Liu Xiaping, Jing Zhang, Chen Jian, Su Linhong, Lin Jun, Zhu Xiaoqu, Ye Xiaodan
Department of Infectious Liver Disease, Wenzhou TCM Hospital of Zhejiang Chinese Medical University, Wenzhou, 325000, China.
Department of Ultrasound, The Second Affiliated Hospital of Chengdu Medical College, Nuclear Industry 416 Hospital, Chengdu, 610000, China.
Discov Oncol. 2025 Jul 29;16(1):1436. doi: 10.1007/s12672-025-02535-x.
This study presents a comprehensive investigation into the molecular mechanisms of hepatocellular carcinoma (HCC) through an innovative application of Mendelian randomization (MR) analysis, integrated with immune cell profiling and metabolomic assessment.
Utilizing two-sample Mendelian randomization (TSMR) with data from large-scale GWAS studies, including immune cell profiles from the UK Biobank (n = 1629) and HCC cases from a multi-ethnic meta-analysis (775 cases, 1332 controls), we identified significant causal associations between specific immune cell populations, serum metabolites, and HCC risk. This study employed a multi-omics approach, including Principal Component Analysis (PCA), Gene Set Enrichment Analysis (GSEA), to conduct a comprehensive analysis of the liver cancer TME.
Our analysis revealed three immune cell populations significantly associated with HCC development: CD127-expressing CD28 + CDACDB-T cells (OR = 1.31), and unswitched memory B cells measured by both percentage (OR = 1.57) and absolute count (OR = 1.49). We found an increased dispersion of tumor cells in PCA, reflecting adaptive changes due to complex gene regulatory networks. The TYROBP gene was specifically expressed in myeloid cells and enriched in multiple biological pathways. Cell communication analysis revealed significant interactions between T cells and tumor cells.
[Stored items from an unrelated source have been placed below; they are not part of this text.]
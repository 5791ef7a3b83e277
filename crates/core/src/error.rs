//! Ledger error taxonomy.

use thiserror::Error;

/// Result type used across the ledger and credit domains.
pub type LedgerResult<T> = Result<T, LedgerError>;

/// Deterministic business failure raised by ledger and credit operations.
///
/// Every variant is produced before anything is persisted. Storage failures
/// are not represented here; they travel separately as infrastructure errors.
#[derive(Debug, Error, Clone, PartialEq, Eq)]
pub enum LedgerError {
    /// The entry kind is not accepted by the entrypoint that received it.
    #[error("invalid entry type for this operation: {0}")]
    InvalidType(String),

    /// Zero-amount movement.
    #[error("transaction amount must not be zero")]
    PointlessTransaction,

    /// Amounts are positive minor units.
    #[error("transaction amount must not be negative")]
    NegativeAmount,

    #[error("currency is required")]
    CurrencyRequired,

    /// Source and destination name the same participant.
    #[error("source and destination must not be the same participant")]
    CircularTransaction,

    #[error("source id and kind are required")]
    SourceRequired,

    #[error("destination id and kind are required")]
    DestinationRequired,

    /// `balance - holds` does not cover the requested amount.
    #[error("insufficient funds: {available} available, {requested} requested")]
    InsufficientFunds { available: i64, requested: i64 },

    /// Unknown entry or grant id.
    #[error("not found")]
    NotFound,

    #[error("credit grant is already voided")]
    AlreadyVoided,

    /// An identifier failed to parse.
    #[error("invalid identifier: {0}")]
    InvalidId(String),

    /// A request value failed validation (malformed input).
    #[error("validation failed: {0}")]
    Validation(String),
}

impl LedgerError {
    pub fn invalid_type(kind: impl core::fmt::Display) -> Self {
        Self::InvalidType(kind.to_string())
    }

    pub fn invalid_id(msg: impl Into<String>) -> Self {
        Self::InvalidId(msg.into())
    }

    pub fn validation(msg: impl Into<String>) -> Self {
        Self::Validation(msg.into())
    }

    pub fn insufficient_funds(available: i64, requested: i64) -> Self {
        Self::InsufficientFunds {
            available,
            requested,
        }
    }
}

#[cfg(test)]
mod tests {
    use super::*;

    #[test]
    fn insufficient_funds_message_names_both_amounts() {
        let err = LedgerError::insufficient_funds(3000, 3500);
        assert_eq!(
            err.to_string(),
            "insufficient funds: 3000 available, 3500 requested"
        );
    }

    #[test]
    fn invalid_type_renders_kind() {
        let err = LedgerError::invalid_type("hold");
        assert_eq!(err, LedgerError::InvalidType("hold".to_string()));
    }
}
This study provides a comprehensive view of the heterogeneity of the liver cancer TME and reveals the potential roles of key genes and cell types in the development of liver cancer. These findings offer new insights into the molecular mechanisms of liver cancer and may aid in the identification of new therapeutic targets and biomarkers.
本研究通过孟德尔随机化(MR)分析的创新应用,结合免疫细胞谱分析和代谢组学评估,对肝细胞癌(HCC)的分子机制进行了全面研究。
利用两样本孟德尔随机化(TSMR),结合大规模全基因组关联研究(GWAS)的数据,包括来自英国生物银行的免疫细胞谱(n = 1629)和多民族荟萃分析中的HCC病例(775例病例,1332例对照),我们确定了特定免疫细胞群体、血清代谢物与HCC风险之间的显著因果关联。本研究采用多组学方法,包括主成分分析(PCA)、基因集富集分析(GSEA),对肝癌肿瘤微环境进行了全面分析。
我们的分析揭示了与HCC发展显著相关的三种免疫细胞群体:表达CD127的CD28 + CDACDB - T细胞(OR = 1.31),以及通过百分比(OR = 1.57)和绝对计数(OR = 1.49)测量的未转换记忆B细胞。我们发现PCA中肿瘤细胞的离散度增加,反映了由于复杂基因调控网络导致的适应性变化。TYROBP基因在髓样细胞中特异性表达,并在多个生物学途径中富集。细胞通讯分析揭示了T细胞与肿瘤细胞之间的显著相互作用。
本研究提供了肝癌肿瘤微环境异质性的全面视图,揭示了关键基因和细胞类型在肝癌发展中的潜在作用。这些发现为肝癌的分子机制提供了新的见解,可能有助于识别新的治疗靶点和生物标志物。